Protégeons le Saint-Laurent

Sébastien Lacroix, L’annonceur, Pierreville, le 6 avril 2010

Après la reconnaissance du lac St-Pierre comme réserve mondiale de la biosphère par l’UNESCO, voilà qu’un mouvement est lancé pour que le fleuve Saint-Laurent soit reconnu comme patrimoine national du Québec. Bonne idée.

On le prend pour acquis notre fleuve, mais plusieurs menaces pèsent sur lui. Qu’on pense, par exemple, à la menace lancée par la Commission mixte internationale d’ouvrir le barrage international Moses-Saunders à la hauteur de Cornwall en Ontario et de Massena dans l’État de New York. Pour une simple question de changement dans la gestion des débits, des conséquences graves seraient entrainées sur le niveau de l’eau jusqu’à la pointe est de l’île d’Orléans, à Québec.

Retenir l’eau dans les Grands Lacs constituerait une menace dramatique pour l’environnement, la vie des riverains et le transport maritime, entraînant des inondations ou l’assèchement des rives, de la pollution due aux eaux usées, la modification des habitats aquatiques, la perte d’usage à des fins récréotouristiques, et Dieu sait quoi d’autres.

Qu’on pense aussi à l’usine de filtration de Montréal qui rejette encore des contaminants dans l’eau en quantité inimaginable ; à la rivière Yamaska, qui est presque verte lorsqu’elle se jette dans le fleuve ; ou aux milliers d’obus dont la Défense nationale est à la recherche en raison des essais de munitions qui ont eu cours pendant près de 50 ans, à Nicolet.

Qu’on pense même aux plaisanciers qui se servent encore de l’eau comme d’une poubelle comme en fait foi le bilan du comité Zip Les Deux Rives qui a ramassé plusieurs tonnes d’ordures sur les rives. Qu’on pense encore aux stocks de perchaudes et d’anguilles, qui ont atteint un état critique au point où l’on craint pour leurs survies, ou même au bar rayé, une espèce disparue depuis le milieu des années 1990 et que l’on tente de réintroduire. Si la situation du fleuve St-Laurent s’est un peu améliorée depuis quelques années, il y a encore fort à faire pour protéger toute la richesse naturelle dont il regorge et son importance stratégique.

Avec une reconnaissance patrimoniale, on y penserait à deux fois avant de traverser un pipeline pour alimenter en gaz naturel une centrale de cogénération inutilisée à Bécancour. On n’aurait même pas songé à y extirper du pétrole sans même se soucier des fonds marins.

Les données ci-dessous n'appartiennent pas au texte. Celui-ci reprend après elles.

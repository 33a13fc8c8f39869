//! ============================================================================
//! Memory Module - Hierarchical summaries of cross-channel history
//! ============================================================================
//! Raw interactions are grouped and summarized into level-0 chunks; groups of
//! chunks are summarized again, level by level, into a small set of roots.
//!
//! ## Architecture
//! ```text
//! Interactions → sort by time → groups of chunk_size → summarize + embed
//!                                                         ↓
//!                                                  level-0 chunks
//!                                                         ↓
//!                              groups of group_size → summarize + embed
//!                                                         ↓
//!                                              level 1 … until one root
//! ```
//!
//! ## Usage
//! ```rust,ignore
//! use chronicle_core::memory::MemoryBuilder;
//!
//! let builder = MemoryBuilder::new(llm, cache);
//! let chunks = builder.build_memory(&interactions, 12, 5).await?;
//! ```
//! ============================================================================

mod builder;
mod types;

pub use builder::{render_interactions, MemoryBuilder};
pub use types::{normalize_participant, MemoryChunk};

On n’entreposerait pas autant de déchets nucléaires tout près des berges comme le fait Gentilly-2.

En 2002, avec Politique nationale de l’eau, le gouvernement avait fait un premier pas vers la reconnaissance du St-Laurent comme patrimoine national, mais comme dans le cas de la reconnaissance de la nation québécoise par le fédéral, il faut que ça s’accompagne par des pouvoirs.

Comme le souhaite l’organisme Les Amis de la vallée du Saint-Laurent qui est en démarche d’appui auprès de municipalités riveraines du Saint-Laurent, le statut de patrimoine national devrait aussi s’accompagner par des sommes d’argent afin de mettre en branle différents projets d’aménagement, de parcs et de développement de loisirs.

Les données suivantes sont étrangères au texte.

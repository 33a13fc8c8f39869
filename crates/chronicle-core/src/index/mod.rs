//! ============================================================================
//! Index Module - approximate nearest-neighbor search over memory chunks
//! ============================================================================
//! A k-NN graph walked best-first from the most similar entry points, with
//! metadata filtering during traversal and MMR diversification at the end.
//! ============================================================================

mod frontier;
mod graph;
mod mmr;

pub use frontier::{Frontier, ScoredNode};
pub use graph::{GraphMemoryIndex, SearchHit, DEFAULT_NEIGHBOR_COUNT};
pub use mmr::{mmr_select, DEFAULT_MMR_LAMBDA};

Il faudrait aussi s’assurer d’énoncer de grandes orientations et des règles claires pour le mettre en valeur pour ensuite mener une grande campagne de sensibilisation auprès des utilisateurs. Pour le Québec, le fleuve est une grande richesse naturelle. Il a aussi une importance historique et culturelle et il a depuis toujours contribué à notre développement économique.

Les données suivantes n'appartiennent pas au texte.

//! ============================================================================
//! Memory Builder - turns an interaction stream into a chunk hierarchy
//! ============================================================================
//! Level 0 summarizes contiguous, time-ordered groups of interactions. Each
//! level above summarizes groups of the level below, until a level collapses
//! to a single chunk or stops shrinking.
//!
//! Every group at a level runs as its own tokio task. Tasks check the cache
//! first and only take a gate permit for the summarize + embed calls.
//! ============================================================================

use futures_util::stream::{FuturesUnordered, StreamExt};
use std::sync::Arc;
use tokio::task::JoinHandle;
use tracing::{debug, info, warn};

use super::types::MemoryChunk;
use crate::cache::{level_zero_key, upper_level_key, ChunkCache};
use crate::config::BuilderConfig;
use crate::gate::ConcurrencyGate;
use crate::llm::LlmCollaborator;
use crate::types::{ChronicleError, Interaction, Result};

const LEAF_INSTRUCTION: &str = "Summarize these messages as one memory. Keep who was involved, \
what was decided or asked, commitments, and any dates.";

const UPPER_INSTRUCTION: &str = "Merge these memory summaries into one higher-level summary. \
Keep recurring people, open threads, and decisions; drop small talk.";

/// Outcome of a single group task
struct GroupOutcome {
    position: usize,
    chunk: MemoryChunk,
    cached: bool,
}

/// Shared handles cloned into each group task
#[derive(Clone)]
struct GroupWorker {
    llm: Arc<dyn LlmCollaborator>,
    cache: Arc<dyn ChunkCache>,
    gate: ConcurrencyGate,
}

impl GroupWorker {
    // Cache I/O runs on the blocking pool. Failures degrade to a miss or a
    // skipped write.
    async fn cached(&self, key: &str) -> Option<MemoryChunk> {
        let cache = self.cache.clone();
        let owned = key.to_string();
        match tokio::task::spawn_blocking(move || cache.get(&owned)).await {
            Ok(Ok(hit)) => hit,
            Ok(Err(e)) => {
                warn!("{}", ChronicleError::Cache(format!("read {}: {}", short_key(key), e)));
                None
            }
            Err(e) => {
                warn!("{}", ChronicleError::Task(format!("cache read {}: {}", short_key(key), e)));
                None
            }
        }
    }

    async fn store(&self, key: &str, chunk: &MemoryChunk) {
        let cache = self.cache.clone();
        let owned = key.to_string();
        let chunk = chunk.clone();
        match tokio::task::spawn_blocking(move || cache.put(&owned, &chunk)).await {
            Ok(Ok(())) => {}
            Ok(Err(e)) => {
                warn!("{}", ChronicleError::Cache(format!("write {}: {}", short_key(key), e)));
            }
            Err(e) => {
                warn!("{}", ChronicleError::Task(format!("cache write {}: {}", short_key(key), e)));
            }
        }
    }

    /// Summarize and embed under one gate permit
    async fn summarize_and_embed(&self, text: &str, instruction: &str) -> Result<(String, Vec<f32>)> {
        let _permit = self.gate.acquire().await?;

        let summary = self.llm.summarize(text, instruction).await?;
        if summary.trim().is_empty() {
            return Err(ChronicleError::CollaboratorFailure(
                "summarize returned empty text".into(),
            ));
        }

        let embedding = self.llm.embed(&summary).await?;
        if embedding.is_empty() {
            return Err(ChronicleError::CollaboratorFailure(
                "embed returned an empty vector".into(),
            ));
        }

        Ok((summary, embedding))
    }

    async fn leaf(self, position: usize, group: Vec<Interaction>) -> Result<GroupOutcome> {
        let key = level_zero_key(&group);
        if let Some(chunk) = self.cached(&key).await {
            return Ok(GroupOutcome { position, chunk, cached: true });
        }

        let (summary, embedding) = self
            .summarize_and_embed(&render_interactions(&group), LEAF_INSTRUCTION)
            .await?;
        let chunk = MemoryChunk::from_interactions(&group, summary, embedding);
        self.store(&key, &chunk).await;

        Ok(GroupOutcome { position, chunk, cached: false })
    }

    async fn upper(self, position: usize, level: u32, children: Vec<MemoryChunk>) -> Result<GroupOutcome> {
        let key = upper_level_key(level, &children);
        if let Some(chunk) = self.cached(&key).await {
            return Ok(GroupOutcome { position, chunk, cached: true });
        }

        let (summary, embedding) = self
            .summarize_and_embed(&render_summaries(&children), UPPER_INSTRUCTION)
            .await?;
        let chunk = MemoryChunk::from_children(level, &children, summary, embedding);
        self.store(&key, &chunk).await;

        Ok(GroupOutcome { position, chunk, cached: false })
    }
}

/// Builds the multi-level chunk hierarchy over a set of interactions
pub struct MemoryBuilder {
    worker: GroupWorker,
    config: BuilderConfig,
}

impl MemoryBuilder {
    /// Create a builder with default sizes and a gate of the default capacity
    pub fn new(llm: Arc<dyn LlmCollaborator>, cache: Arc<dyn ChunkCache>) -> Self {
        Self::from_config(llm, cache, &BuilderConfig::default())
    }

    pub fn from_config(
        llm: Arc<dyn LlmCollaborator>,
        cache: Arc<dyn ChunkCache>,
        config: &BuilderConfig,
    ) -> Self {
        Self {
            worker: GroupWorker {
                llm,
                cache,
                gate: ConcurrencyGate::new(config.max_concurrency),
            },
            config: config.clone(),
        }
    }

    /// Share a gate with other users of the same collaborator
    pub fn with_gate(mut self, gate: ConcurrencyGate) -> Self {
        self.config.max_concurrency = gate.capacity();
        self.worker.gate = gate;
        self
    }

    pub fn gate(&self) -> &ConcurrencyGate {
        &self.worker.gate
    }

    pub fn config(&self) -> &BuilderConfig {
        &self.config
    }

    /// Build with the configured chunk and group sizes
    pub async fn build(&self, interactions: &[Interaction]) -> Result<Vec<MemoryChunk>> {
        self.build_memory(interactions, self.config.chunk_size, self.config.group_size)
            .await
    }

    /// Build every level of the hierarchy. The result holds all levels,
    /// lowest first.
    ///
    /// The first collaborator failure aborts the build. Groups finished before
    /// that point stay cached, so a retry only redoes the rest.
    pub async fn build_memory(
        &self,
        interactions: &[Interaction],
        chunk_size: usize,
        group_size: usize,
    ) -> Result<Vec<MemoryChunk>> {
        if interactions.is_empty() {
            debug!("No interactions to build memory from");
            return Ok(Vec::new());
        }

        let chunk_size = chunk_size.max(1);
        let group_size = group_size.max(1);

        let mut ordered = interactions.to_vec();
        ordered.sort_by_key(|i| i.timestamp);

        let handles: Vec<JoinHandle<Result<GroupOutcome>>> = ordered
            .chunks(chunk_size)
            .enumerate()
            .map(|(position, group)| {
                let worker = self.worker.clone();
                tokio::spawn(worker.leaf(position, group.to_vec()))
            })
            .collect();

        let mut current = collect_level(0, handles).await?;
        let mut all = current.clone();

        let mut level = 0u32;
        while current.len() > 1 {
            level += 1;
            let handles: Vec<JoinHandle<Result<GroupOutcome>>> = current
                .chunks(group_size)
                .enumerate()
                .map(|(position, children)| {
                    let worker = self.worker.clone();
                    tokio::spawn(worker.upper(position, level, children.to_vec()))
                })
                .collect();

            let next = collect_level(level, handles).await?;
            all.extend(next.iter().cloned());

            if next.len() >= current.len() {
                warn!(
                    "Level {} did not shrink ({} -> {} chunks), stopping",
                    level,
                    current.len(),
                    next.len()
                );
                break;
            }
            current = next;
        }

        info!(
            "Built memory: {} interactions -> {} chunks across {} levels",
            interactions.len(),
            all.len(),
            level + 1
        );
        Ok(all)
    }
}

/// Await every task of a level and restore group order
async fn collect_level(
    level: u32,
    handles: Vec<JoinHandle<Result<GroupOutcome>>>,
) -> Result<Vec<MemoryChunk>> {
    let total = handles.len();
    let mut pending: FuturesUnordered<_> = handles.into_iter().collect();
    let mut slots: Vec<Option<MemoryChunk>> = vec![None; total];
    let mut hits = 0usize;

    // Returning early drops the remaining handles, which detaches those tasks
    while let Some(joined) = pending.next().await {
        let outcome = joined
            .map_err(|e| ChronicleError::Task(format!("Level {} group task failed: {}", level, e)))??;
        if outcome.cached {
            hits += 1;
        }
        slots[outcome.position] = Some(outcome.chunk);
    }

    info!(
        "Level {}: {} chunks ({} cache hits, {} misses)",
        level,
        total,
        hits,
        total - hits
    );

    slots
        .into_iter()
        .enumerate()
        .map(|(position, slot)| {
            slot.ok_or_else(|| {
                ChronicleError::Task(format!("Level {} group {} produced no chunk", level, position))
            })
        })
        .collect()
}

fn short_key(key: &str) -> &str {
    &key[..12.min(key.len())]
}

/// Plain-text rendering of a group of interactions for summarization
pub fn render_interactions(group: &[Interaction]) -> String {
    group
        .iter()
        .map(|i| {
            let mut block = format!(
                "[{}] ({}) {} -> {}",
                i.timestamp.to_rfc3339(),
                i.source_kind,
                i.from,
                i.to.join(", ")
            );
            if let Some(subject) = i.subject_or_title.as_deref().filter(|s| !s.is_empty()) {
                block.push_str("\nSubject: ");
                block.push_str(subject);
            }
            block.push('\n');
            block.push_str(&i.body);
            block
        })
        .collect::<Vec<_>>()
        .join("\n\n")
}

fn render_summaries(children: &[MemoryChunk]) -> String {
    children
        .iter()
        .map(|c| c.summary_text.as_str())
        .collect::<Vec<_>>()
        .join("\n\n")
}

Réduire au maximum le déversement de contaminants agricoles, ou autres, dans les ruisseaux et les rivières, éviter le déboisement des rives, la surpêche et la destruction des habitats aquatiques et, surtout, empêcher que la Commission mixte internationale de jouer avec son débit : c’est la moindre des choses.

Pour que les prochaines générations puissent encore aller y pagayer, y pêcher ou même s’y baigner, mon fleuve, notre fleuve : j’en prends soin.